**Stored data:**
=====

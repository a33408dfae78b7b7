use std::process::ExitCode;

use anyhow::{Context, Result};
use clap::{Parser, builder::styling};
use colored::*;
use sakey_core::env::{ProcessEnv, load_dotenv};
use sakey_core::logging::ConsoleStageReporter;
use sakey_core::stage;
use tracing::debug;
use tracing_subscriber::EnvFilter;

const STYLES: styling::Styles = styling::Styles::styled()
    .header(styling::AnsiColor::Green.on_default().bold())
    .usage(styling::AnsiColor::Green.on_default().bold())
    .literal(styling::AnsiColor::Cyan.on_default().bold())
    .placeholder(styling::AnsiColor::Cyan.on_default());

#[derive(Parser, Debug)]
#[command(
    author,
    version,
    about = "sakey: stage a Google service account file from the environment",
    long_about = "Reads the GOOGLE_* service account variables (after loading ./.env if present) \
                  and writes them to ./serviceAccountFromEnv.json.",
    styles = STYLES
)]
struct Args {}

fn init_tracing() {
    let filter = EnvFilter::try_from_default_env().unwrap_or_else(|_| EnvFilter::new("warn"));
    tracing_subscriber::fmt()
        .with_env_filter(filter)
        .with_writer(std::io::stderr)
        .with_target(false)
        .init();
}

fn run() -> Result<()> {
    let working_directory = std::env::current_dir().context("could not resolve working directory")?;
    debug!(dir = %working_directory.display(), "staging service account");

    load_dotenv(&working_directory)?;
    stage(&ProcessEnv, &working_directory, &ConsoleStageReporter)?;
    Ok(())
}

fn main() -> ExitCode {
    let _args = Args::parse();
    init_tracing();

    match run() {
        Ok(()) => ExitCode::SUCCESS,
        Err(e) => {
            eprintln!("{} {:#}", "error:".red().bold(), e);
            ExitCode::FAILURE
        }
    }
}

=====

Copy out each line of the data that includes the string "Cyan".

    .literal(styling::AnsiColor::Cyan.on_default().bold())
    .placeholder(styling::AnsiColor::Cyan.on_default());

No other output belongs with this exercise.